I still continue my research, pounding away at the keyboard late at night delving into cell biology, grasping tumor morphology: DNA synthesizing for preparation of mitosis that allows accelerated cell growth, taking notes, asking questions, searching for answers, reading literature reviews, abstracts and medical research reports, downloading book after book onto my Kindle regarding the biology of cancer, reviews of alternative treatments, and so on. I immerse myself in looking at different alternative modalities and surfing cancer patient forums which are a wealth of real time information about treatments experienced by real patients who don't sugar coat the side effects or hide behind pharmaceutical company literature and non-profits that have jumped onto the cancer industry bankroll, to "be there for you through your disease."
Most folks over here have see the Cancer Research adverts on TV which say " Fifty percent of all cancer patients survive; but we know that isn't good enough..." for those who are a part of that fifty percent we are hysterically happy for you, your family, and your community. And you fifty percenters who survive have all the mainstream media, medicine, and politics supporting you. But what about the other fifty percent? The other HALF of cancer patients who die despite following all the protocols, the new drug trials, etc. etc. Who speaks for them? Who speaks for those of us with cancer who don't believe fifty percent survival to five years is actually a cure, or something in which we can trust with our lives? I am sure I don't know. In this blog I am only speaking for me and Les.
Lest you think I never tire, I will tell you the bitter truth: there are times when I take a shower and cry while the water runs so Les doesn't hear me. There are mornings when I have to force myself to get up and put my feet on the floor, to walk to the galley and begin "The regimen" of hot water with fresh squeezed lemon juice first, which we drink while I count out twenty four of the thirty pills Les will take each day, knowing he will not remember to take them if I don't remind him throughout each interval of every single day.

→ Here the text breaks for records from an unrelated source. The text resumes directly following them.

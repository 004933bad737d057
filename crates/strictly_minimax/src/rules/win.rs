//! Win detection logic for tic-tac-toe.

use super::super::{Action, Board, Player, Square};
use tracing::instrument;

/// Every winning line, in the order they are checked: rows, columns, diagonals.
pub const LINES: [[Action; 3]; 8] = [
    // Rows
    [Action::new(0, 0), Action::new(0, 1), Action::new(0, 2)],
    [Action::new(1, 0), Action::new(1, 1), Action::new(1, 2)],
    [Action::new(2, 0), Action::new(2, 1), Action::new(2, 2)],
    // Columns
    [Action::new(0, 0), Action::new(1, 0), Action::new(2, 0)],
    [Action::new(0, 1), Action::new(1, 1), Action::new(2, 1)],
    [Action::new(0, 2), Action::new(1, 2), Action::new(2, 2)],
    // Diagonals
    [Action::new(0, 0), Action::new(1, 1), Action::new(2, 2)],
    [Action::new(0, 2), Action::new(1, 1), Action::new(2, 0)],
];

/// Returns the player holding a complete line, if any.
///
/// The first complete line in [`LINES`] order decides. Two complete lines of
/// different marks cannot arise from legal play.
#[instrument(skip(board))]
pub fn winner(board: &Board) -> Option<Player> {
    LINES.iter().find_map(|&line| line_owner(board, line))
}

/// Owner of a single line when all three squares hold the same mark.
pub fn line_owner(board: &Board, [a, b, c]: [Action; 3]) -> Option<Player> {
    match board.get(a) {
        Some(Square::Occupied(player))
            if board.get(b) == Some(Square::Occupied(player))
                && board.get(c) == Some(Square::Occupied(player)) =>
        {
            Some(player)
        }
        _ => None,
    }
}
//! Single winner invariant: at most one player owns a line.

use super::super::rules::win::{LINES, line_owner};
use super::super::{Board, Player};
use super::Invariant;

/// Invariant: X and O do not both hold a complete line.
pub struct SingleWinnerInvariant;

impl Invariant<Board> for SingleWinnerInvariant {
    fn holds(board: &Board) -> bool {
        let owns = |player: Player| LINES.iter().any(|&line| line_owner(board, line) == Some(player));
        !(owns(Player::X) && owns(Player::O))
    }

    fn description() -> &'static str {
        "At most one player has three in a row"
    }
}

#[cfg(test)]
mod tests {
    use super::*;

    #[test]
    fn test_one_winner_holds() {
        let board: Board = "XXX/OO./...".parse().unwrap();
        assert!(SingleWinnerInvariant::holds(&board));
    }

    #[test]
    fn test_two_winners_fail() {
        let board: Board = "XXX/OOO/...".parse().unwrap();
        assert!(!SingleWinnerInvariant::holds(&board));
    }
}
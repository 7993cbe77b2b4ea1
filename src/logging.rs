//! Logging System
//!
//! Structured logging via the `tracing` crate. Level, format, and output
//! come from the `[logging]` config table, each overridable through
//! `STEAMSHELF_LOG`, `STEAMSHELF_LOG_FORMAT`, and `STEAMSHELF_LOG_OUTPUT`.

use anyhow::{bail, Context, Result};
use serde::{Deserialize, Serialize};
use std::path::PathBuf;
use tracing_subscriber::fmt::time::ChronoUtc;
use tracing_subscriber::{fmt, layer::SubscriberExt, util::SubscriberInitExt, EnvFilter, Registry};

/// Logging configuration
#[derive(Debug, Clone, PartialEq, Serialize, Deserialize)]
pub struct LoggingConfig {
    /// Whether logging is enabled (default: true)
    #[serde(default = "default_true")]
    pub enabled: bool,

    /// Log level: trace, debug, info, warn, error, off
    #[serde(default = "default_log_level")]
    pub level: String,

    /// Output format: json, text (default: text)
    #[serde(default = "default_format")]
    pub format: String,

    /// Output destination: stderr, stdout, file
    #[serde(default = "default_output")]
    pub output: String,

    /// Log file path when output is "file"
    #[serde(default)]
    pub file: Option<PathBuf>,
}

fn default_log_level() -> String {
    "info".to_string()
}

fn default_format() -> String {
    "text".to_string()
}

fn default_output() -> String {
    "stderr".to_string()
}

fn default_true() -> bool {
    true
}

impl Default for LoggingConfig {
    fn default() -> Self {
        Self {
            enabled: default_true(),
            level: default_log_level(),
            format: default_format(),
            output: default_output(),
            file: None,
        }
    }
}

/// Initialize the global tracing subscriber.
pub fn init_logging(config: &LoggingConfig) -> Result<()> {
    if !config.enabled {
        Registry::default().with(EnvFilter::new("off")).init();
        return Ok(());
    }

    let filter = EnvFilter::try_from_env("STEAMSHELF_LOG")
        .unwrap_or_else(|_| EnvFilter::new(config.level.as_str()));
    let format = env_or("STEAMSHELF_LOG_FORMAT", &config.format);
    let output = env_or("STEAMSHELF_LOG_OUTPUT", &config.output);

    if format != "json" && format != "text" {
        bail!("invalid log format: {format} (must be 'json' or 'text')");
    }

    let base = Registry::default().with(filter);
    match output.as_str() {
        "stderr" | "stdout" => {
            let to_stderr = output == "stderr";
            let layer = fmt::layer()
                .with_target(true)
                .with_timer(ChronoUtc::rfc_3339());
            if format == "json" {
                let layer = layer.json();
                if to_stderr {
                    base.with(layer.with_writer(std::io::stderr)).init();
                } else {
                    base.with(layer.with_writer(std::io::stdout)).init();
                }
            } else if to_stderr {
                base.with(layer.with_writer(std::io::stderr)).init();
            } else {
                base.with(layer.with_writer(std::io::stdout)).init();
            }
        }
        "file" => {
            let path = config
                .file
                .clone()
                .context("log output is 'file' but no log file path is set")?;
            if let Some(parent) = path.parent() {
                std::fs::create_dir_all(parent).with_context(|| {
                    format!("failed to create log directory {}", parent.display())
                })?;
            }
            let file = std::fs::OpenOptions::new()
                .create(true)
                .append(true)
                .open(&path)
                .with_context(|| format!("failed to open log file {}", path.display()))?;
            let layer = fmt::layer()
                .with_target(true)
                .with_timer(ChronoUtc::rfc_3339())
                .with_ansi(false);
            if format == "json" {
                base.with(layer.json().with_writer(file)).init();
            } else {
                base.with(layer.with_writer(file)).init();
            }
        }
        other => bail!("invalid log output: {other} (must be 'stderr', 'stdout', or 'file')"),
    }

    Ok(())
}

fn env_or(var: &str, fallback: &str) -> String {
    std::env::var(var)
        .ok()
        .filter(|v| !v.is_empty())
        .unwrap_or_else(|| fallback.to_string())
}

I plan our menus with care to make the most nutritious, healing meals filled with cancer fighting agents resveratrol, ellagic acids, buteryl acids, short chain fatty acids, and so on to stop or slow angiogenesis, cell division and mitosis of cancer cells inside my husband. I grow weary of brewing herbal decoctions every week, decanting them into jars taking up precious real estate in our tiny fridge, and remembering to mix them: 30 ML of medicinal herbal decoction with 60 ML of water every night before bed; mixing blackberry, raspberry or blueberry smoothies for lunch with additions of Ultra B Complex. IP-6, Whey powder, and Modified Citrus Complex.
Understand, I am not complaining about the doing of these things for Les--he is my lover, my best friend, and the best of my Best Beloveds. I feel entirely grateful he is still here to laugh with me and pull me into his arms each night. It is the disease that makes me weary, sad, tired and angry; my enemy, my foe--and the modern cancer industry which grows richer each month while it consumes the lives of those I love and feeds on our misery. I have spent almost a decade now fighting cancer; for myself first and now for Les. Cancer is relentless in its growth and colonization of new territory and so I must be just as relentless. I cannot afford a day off here, a night out there; a vacation from this war is not an option.